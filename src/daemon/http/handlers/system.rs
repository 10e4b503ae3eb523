//! System handlers: health, status, metrics

use axum::{extract::State, http::StatusCode, response::IntoResponse, Json};

use super::AppState;
use crate::daemon::http::types::{HealthResponse, StatusResponse};

/// Health check endpoint
pub async fn health() -> impl IntoResponse {
    Json(HealthResponse {
        healthy: true,
        version: env!("CARGO_PKG_VERSION").to_string(),
    })
}

/// Status endpoint
pub async fn status(State(state): State<AppState>) -> impl IntoResponse {
    let stats = state.manager.stats();
    Json(StatusResponse {
        running: true,
        uptime_seconds: state.started_at.elapsed().as_secs(),
        active_jobs: stats.active_jobs,
        finished_jobs: stats.finished_jobs,
        snapshots: stats.snapshots,
        catalog_novels: stats.catalog_novels,
        sources: stats.sources,
    })
}

/// Prometheus metrics endpoint
pub async fn prometheus_metrics(State(state): State<AppState>) -> impl IntoResponse {
    let stats = state.manager.stats();
    let gauges = [
        ("shelfd_active_jobs", "Jobs currently tracked as active", stats.active_jobs as u64),
        ("shelfd_finished_jobs", "Finished jobs kept for polling", stats.finished_jobs as u64),
        ("shelfd_snapshots", "Stored search snapshots", stats.snapshots as u64),
        ("shelfd_catalog_novels", "Novels in the catalog", stats.catalog_novels as u64),
    ];
    let body = state.manager.services().metrics.to_prometheus(&gauges);
    (
        StatusCode::OK,
        [(axum::http::header::CONTENT_TYPE, "text/plain; version=0.0.4; charset=utf-8")],
        body,
    )
}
+++++
## ACTIVITY
Search the data above for the word "daemon" and show every line that has it.

## EXERCISE SOLUTION
filename src/daemon/http/handlers/system.rs
use crate::daemon::http::types::{HealthResponse, StatusResponse};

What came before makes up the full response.